- _WHAT TO PRODUCE_: Which lines belong in the answer? Exactly those from the line containing "let dim = match" through the last line of the records below, repeated as written.
----- RAW DATA -----
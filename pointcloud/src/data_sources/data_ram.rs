/*
* Licensed to Elasticsearch B.V. under one or more contributor
* license agreements. See the NOTICE file distributed with
* this work for additional information regarding copyright
* ownership. Elasticsearch B.V. licenses this file to you under
* the Apache License, Version 2.0 (the "License"); you may
* not use this file except in compliance with the License.
* You may obtain a copy of the License at
*
*  http://www.apache.org/licenses/LICENSE-2.0
*
* Unless required by applicable law or agreed to in writing,
* software distributed under the License is distributed on an
* "AS IS" BASIS, WITHOUT WARRANTIES OR CONDITIONS OF ANY
* KIND, either express or implied.  See the License for the
* specific language governing permissions and limitations
* under the License.
*/

use ndarray::ArrayView2;

use crate::base_traits::*;
use crate::pc_errors::{PointCloudError, PointCloudResult};
use crate::PointIndex;

/// A row-major `f32` buffer with a dimension. Immutable once built.
#[derive(Debug, Clone)]
pub struct DataRam {
    name: String,
    data: Vec<f32>,
    dim: usize,
}

impl DataRam {
    /// Consumes your buffer and dimension and gives a dimensioned cloud.
    pub fn new(data: Vec<f32>, dim: usize) -> PointCloudResult<DataRam> {
        if dim == 0 || data.len() % dim != 0 {
            return Err(PointCloudError::dimension_mismatch(dim, data.len()));
        }
        Ok(DataRam {
            name: "RAM".to_string(),
            data,
            dim,
        })
    }

    /// Copies a list of rows. All rows need the same, non-zero, length.
    pub fn from_rows<R: AsRef<[f32]>>(rows: &[R]) -> PointCloudResult<DataRam> {
        let dim = match rows.first() {
            Some(row) => row.as_ref().len(),
            None => return Err(PointCloudError::dimension_mismatch(0, 0)),
        };
        let mut data = Vec::with_capacity(dim * rows.len());
        for row in rows {
            let row = row.as_ref();
            if row.len() != dim {
                return Err(PointCloudError::dimension_mismatch(dim, row.len()));
            }
            data.extend_from_slice(row);
        }
        DataRam::new(data, dim)
    }

    /// Copies an ndarray matrix, one point per row.
    pub fn from_array(array: ArrayView2<f32>) -> PointCloudResult<DataRam> {
        let dim = array.ncols();
        let data: Vec<f32> = array.iter().cloned().collect();
        DataRam::new(data, dim)
    }

    /// Renames the source, the name shows up in access errors.
    pub fn with_name<S: Into<String>>(mut self, name: S) -> DataRam {
        self.name = name.into();
        self
    }

    /// The raw row-major buffer
    pub fn as_slice(&self) -> &[f32] {
        &self.data
    }
}

impl PointCloud for DataRam {
    #[inline]
    fn dim(&self) -> usize {
        self.dim
    }
    #[inline]
    fn len(&self) -> usize {
        self.data.len() / self.dim
    }
    #[inline]
    fn is_empty(&self) -> bool {
        self.data.is_empty()
    }
    #[inline]
    fn point(&self, i: PointIndex) -> PointCloudResult<&[f32]> {
        match self.data.get(self.dim * i..self.dim * i + self.dim) {
            None => Err(PointCloudError::data_access(i, self.name.clone())),
            Some(x) => Ok(x),
        }
    }
}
-----
- _RESULT FOR THIS EXERCISE_:
        let dim = match rows.first() {
            Some(row) => row.as_ref().len(),
            None => return Err(PointCloudError::dimension_mismatch(0, 0)),
        };
        let mut data = Vec::with_capacity(dim * rows.len());
        for row in rows {
            let row = row.as_ref();
            if row.len() != dim {
                return Err(PointCloudError::dimension_mismatch(dim, row.len()));
            }
            data.extend_from_slice(row);
        }
        DataRam::new(data, dim)
    }

    /// Copies an ndarray matrix, one point per row.
    pub fn from_array(array: ArrayView2<f32>) -> PointCloudResult<DataRam> {
        let dim = array.ncols();
        let data: Vec<f32> = array.iter().cloned().collect();
        DataRam::new(data, dim)
    }

    /// Renames the source, the name shows up in access errors.
    pub fn with_name<S: Into<String>>(mut self, name: S) -> DataRam {
        self.name = name.into();
        self
    }

    /// The raw row-major buffer
    pub fn as_slice(&self) -> &[f32] {
        &self.data
    }
}

impl PointCloud for DataRam {
    #[inline]
    fn dim(&self) -> usize {
        self.dim
    }
    #[inline]
    fn len(&self) -> usize {
        self.data.len() / self.dim
    }
    #[inline]
    fn is_empty(&self) -> bool {
        self.data.is_empty()
    }
    #[inline]
    fn point(&self, i: PointIndex) -> PointCloudResult<&[f32]> {
        match self.data.get(self.dim * i..self.dim * i + self.dim) {
            None => Err(PointCloudError::data_access(i, self.name.clone())),
            Some(x) => Ok(x),
        }
    }
}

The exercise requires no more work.